● **Data in this exercise**:
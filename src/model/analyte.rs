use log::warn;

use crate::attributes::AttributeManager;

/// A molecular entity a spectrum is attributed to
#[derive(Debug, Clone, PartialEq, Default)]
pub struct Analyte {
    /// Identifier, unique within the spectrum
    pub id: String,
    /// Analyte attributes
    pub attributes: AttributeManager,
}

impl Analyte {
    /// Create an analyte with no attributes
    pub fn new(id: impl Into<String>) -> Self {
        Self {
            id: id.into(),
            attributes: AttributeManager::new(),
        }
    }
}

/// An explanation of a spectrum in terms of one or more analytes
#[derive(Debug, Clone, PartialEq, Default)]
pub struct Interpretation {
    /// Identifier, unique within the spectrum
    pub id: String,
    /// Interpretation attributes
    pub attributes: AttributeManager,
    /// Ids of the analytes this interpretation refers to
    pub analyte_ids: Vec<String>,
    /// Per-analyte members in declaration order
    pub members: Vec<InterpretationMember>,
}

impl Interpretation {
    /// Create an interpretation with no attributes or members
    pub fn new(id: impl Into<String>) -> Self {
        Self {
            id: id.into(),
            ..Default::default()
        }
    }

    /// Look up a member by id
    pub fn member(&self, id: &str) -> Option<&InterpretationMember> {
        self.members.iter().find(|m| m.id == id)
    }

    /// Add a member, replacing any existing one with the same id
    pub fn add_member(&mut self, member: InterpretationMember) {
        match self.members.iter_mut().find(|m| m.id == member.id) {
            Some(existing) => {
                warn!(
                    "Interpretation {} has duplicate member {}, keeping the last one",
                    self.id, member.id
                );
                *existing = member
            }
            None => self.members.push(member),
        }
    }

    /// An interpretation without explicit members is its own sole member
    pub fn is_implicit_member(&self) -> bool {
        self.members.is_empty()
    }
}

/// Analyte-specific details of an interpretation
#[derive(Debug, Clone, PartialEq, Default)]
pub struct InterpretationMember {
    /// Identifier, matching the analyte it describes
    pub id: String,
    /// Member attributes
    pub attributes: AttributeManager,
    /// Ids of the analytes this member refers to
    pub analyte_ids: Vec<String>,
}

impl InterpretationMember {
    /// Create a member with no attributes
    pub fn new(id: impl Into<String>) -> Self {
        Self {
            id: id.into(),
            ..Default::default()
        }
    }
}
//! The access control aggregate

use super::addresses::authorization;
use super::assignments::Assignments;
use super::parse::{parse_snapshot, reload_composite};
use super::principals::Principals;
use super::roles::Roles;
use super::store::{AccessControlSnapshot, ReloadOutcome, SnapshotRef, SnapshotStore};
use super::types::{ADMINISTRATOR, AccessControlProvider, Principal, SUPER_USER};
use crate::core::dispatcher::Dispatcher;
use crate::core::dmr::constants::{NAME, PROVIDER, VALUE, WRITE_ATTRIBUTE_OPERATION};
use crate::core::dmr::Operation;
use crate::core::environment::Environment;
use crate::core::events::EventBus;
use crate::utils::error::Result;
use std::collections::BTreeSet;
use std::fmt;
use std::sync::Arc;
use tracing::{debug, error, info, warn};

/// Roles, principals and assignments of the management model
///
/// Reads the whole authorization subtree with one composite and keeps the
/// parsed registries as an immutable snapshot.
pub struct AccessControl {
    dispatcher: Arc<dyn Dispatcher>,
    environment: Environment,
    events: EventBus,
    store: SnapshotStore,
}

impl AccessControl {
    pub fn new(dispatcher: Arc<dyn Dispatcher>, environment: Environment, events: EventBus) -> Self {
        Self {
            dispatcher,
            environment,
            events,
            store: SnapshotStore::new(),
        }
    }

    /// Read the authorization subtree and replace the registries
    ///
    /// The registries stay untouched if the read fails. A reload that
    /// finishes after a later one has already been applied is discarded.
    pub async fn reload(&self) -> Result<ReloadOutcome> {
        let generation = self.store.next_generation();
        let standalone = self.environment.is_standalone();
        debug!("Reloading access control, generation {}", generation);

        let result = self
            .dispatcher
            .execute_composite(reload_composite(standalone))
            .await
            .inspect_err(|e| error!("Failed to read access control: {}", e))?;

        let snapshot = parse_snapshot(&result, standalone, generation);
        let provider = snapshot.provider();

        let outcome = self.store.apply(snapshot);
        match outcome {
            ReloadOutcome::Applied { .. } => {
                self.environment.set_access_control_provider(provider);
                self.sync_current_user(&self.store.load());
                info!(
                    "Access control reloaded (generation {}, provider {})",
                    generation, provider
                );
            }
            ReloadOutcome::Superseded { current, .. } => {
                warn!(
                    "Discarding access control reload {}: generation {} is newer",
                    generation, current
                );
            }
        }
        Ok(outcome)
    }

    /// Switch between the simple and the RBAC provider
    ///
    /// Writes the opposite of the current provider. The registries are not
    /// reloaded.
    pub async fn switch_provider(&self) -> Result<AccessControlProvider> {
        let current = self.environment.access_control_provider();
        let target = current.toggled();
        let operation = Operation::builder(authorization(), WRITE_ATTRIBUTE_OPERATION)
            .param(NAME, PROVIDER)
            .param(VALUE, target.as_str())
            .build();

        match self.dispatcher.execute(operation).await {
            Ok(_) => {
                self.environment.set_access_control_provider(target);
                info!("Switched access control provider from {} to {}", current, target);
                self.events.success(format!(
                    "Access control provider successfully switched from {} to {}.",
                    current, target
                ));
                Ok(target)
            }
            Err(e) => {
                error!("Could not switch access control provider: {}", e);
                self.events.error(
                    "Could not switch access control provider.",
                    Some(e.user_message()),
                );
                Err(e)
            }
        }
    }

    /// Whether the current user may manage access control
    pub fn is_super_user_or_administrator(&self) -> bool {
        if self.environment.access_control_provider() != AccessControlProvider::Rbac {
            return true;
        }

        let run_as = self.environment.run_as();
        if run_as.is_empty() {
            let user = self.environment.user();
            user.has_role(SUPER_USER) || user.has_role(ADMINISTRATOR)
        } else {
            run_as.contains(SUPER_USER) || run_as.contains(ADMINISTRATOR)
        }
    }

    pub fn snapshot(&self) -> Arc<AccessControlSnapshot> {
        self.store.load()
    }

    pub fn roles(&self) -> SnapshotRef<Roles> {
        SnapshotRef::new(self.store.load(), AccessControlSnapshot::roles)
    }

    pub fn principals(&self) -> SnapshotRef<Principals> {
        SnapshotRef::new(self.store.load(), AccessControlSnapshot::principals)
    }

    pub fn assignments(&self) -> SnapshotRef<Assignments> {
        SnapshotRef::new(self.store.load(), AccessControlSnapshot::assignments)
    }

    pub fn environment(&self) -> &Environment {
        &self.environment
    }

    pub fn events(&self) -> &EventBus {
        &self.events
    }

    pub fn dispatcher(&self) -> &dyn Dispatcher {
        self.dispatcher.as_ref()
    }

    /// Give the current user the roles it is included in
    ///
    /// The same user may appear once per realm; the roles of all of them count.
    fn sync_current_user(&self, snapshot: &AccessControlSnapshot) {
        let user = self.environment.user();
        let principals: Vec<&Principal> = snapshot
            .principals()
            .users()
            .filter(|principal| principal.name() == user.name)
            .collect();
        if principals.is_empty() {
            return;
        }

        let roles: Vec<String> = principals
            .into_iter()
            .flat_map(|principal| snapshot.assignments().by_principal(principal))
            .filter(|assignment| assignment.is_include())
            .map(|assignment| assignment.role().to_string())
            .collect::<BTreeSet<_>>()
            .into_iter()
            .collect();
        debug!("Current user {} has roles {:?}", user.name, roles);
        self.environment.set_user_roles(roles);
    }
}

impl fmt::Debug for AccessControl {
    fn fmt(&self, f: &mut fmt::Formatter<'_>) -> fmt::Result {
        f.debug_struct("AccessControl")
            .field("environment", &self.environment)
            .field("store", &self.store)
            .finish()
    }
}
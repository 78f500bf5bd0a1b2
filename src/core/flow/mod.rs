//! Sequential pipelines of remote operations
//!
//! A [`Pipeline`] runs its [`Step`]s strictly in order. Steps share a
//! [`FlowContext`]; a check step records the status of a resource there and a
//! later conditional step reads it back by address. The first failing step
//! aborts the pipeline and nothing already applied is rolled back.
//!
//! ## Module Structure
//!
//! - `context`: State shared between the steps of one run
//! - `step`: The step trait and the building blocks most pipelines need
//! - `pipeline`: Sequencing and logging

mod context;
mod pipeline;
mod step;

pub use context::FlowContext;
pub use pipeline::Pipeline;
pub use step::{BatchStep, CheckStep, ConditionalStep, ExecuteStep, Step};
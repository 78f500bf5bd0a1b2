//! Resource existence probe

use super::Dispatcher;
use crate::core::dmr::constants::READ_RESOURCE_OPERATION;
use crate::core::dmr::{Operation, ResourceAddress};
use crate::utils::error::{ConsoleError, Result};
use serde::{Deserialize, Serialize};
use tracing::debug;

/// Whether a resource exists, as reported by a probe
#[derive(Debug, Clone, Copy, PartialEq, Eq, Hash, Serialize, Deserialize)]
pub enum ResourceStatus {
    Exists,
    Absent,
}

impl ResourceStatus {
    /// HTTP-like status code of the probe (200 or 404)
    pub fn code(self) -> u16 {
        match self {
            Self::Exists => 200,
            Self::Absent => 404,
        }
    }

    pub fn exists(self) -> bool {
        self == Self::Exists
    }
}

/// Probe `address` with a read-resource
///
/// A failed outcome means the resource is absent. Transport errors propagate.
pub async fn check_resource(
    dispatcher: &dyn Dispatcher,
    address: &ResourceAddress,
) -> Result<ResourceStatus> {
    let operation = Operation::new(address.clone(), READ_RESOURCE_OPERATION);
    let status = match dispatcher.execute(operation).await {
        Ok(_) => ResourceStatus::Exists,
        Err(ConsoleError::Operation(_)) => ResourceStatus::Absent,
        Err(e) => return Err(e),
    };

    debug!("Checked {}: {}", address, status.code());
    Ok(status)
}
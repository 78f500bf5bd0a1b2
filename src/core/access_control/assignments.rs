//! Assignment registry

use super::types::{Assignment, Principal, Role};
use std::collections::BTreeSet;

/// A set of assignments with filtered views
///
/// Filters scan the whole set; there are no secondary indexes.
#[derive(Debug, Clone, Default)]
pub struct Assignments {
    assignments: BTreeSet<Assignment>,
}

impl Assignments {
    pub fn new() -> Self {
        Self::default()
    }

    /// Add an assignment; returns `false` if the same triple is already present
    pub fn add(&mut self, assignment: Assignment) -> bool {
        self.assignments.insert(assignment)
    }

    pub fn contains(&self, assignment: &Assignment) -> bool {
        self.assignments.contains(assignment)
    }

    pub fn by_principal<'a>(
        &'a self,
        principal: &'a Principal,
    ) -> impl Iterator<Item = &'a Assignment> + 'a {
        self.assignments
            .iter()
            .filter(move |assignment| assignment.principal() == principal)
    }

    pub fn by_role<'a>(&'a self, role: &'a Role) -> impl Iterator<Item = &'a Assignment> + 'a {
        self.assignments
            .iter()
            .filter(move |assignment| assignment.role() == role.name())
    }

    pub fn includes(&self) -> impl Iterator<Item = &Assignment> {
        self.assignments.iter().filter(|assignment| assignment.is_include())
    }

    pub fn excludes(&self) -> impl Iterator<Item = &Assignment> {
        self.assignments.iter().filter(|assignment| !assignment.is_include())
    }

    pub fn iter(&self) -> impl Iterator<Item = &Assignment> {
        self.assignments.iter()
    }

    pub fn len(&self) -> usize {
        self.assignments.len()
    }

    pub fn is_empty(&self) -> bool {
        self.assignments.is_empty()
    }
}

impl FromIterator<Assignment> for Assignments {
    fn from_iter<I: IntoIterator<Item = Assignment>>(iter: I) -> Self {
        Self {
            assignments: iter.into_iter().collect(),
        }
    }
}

● **Exercise aim**:
Read the lines above. Gather those in which the string "utils" is found.

● **Answer to this exercise**:
use crate::utils::error::Result;
use crate::utils::error::{ConsoleError, Result};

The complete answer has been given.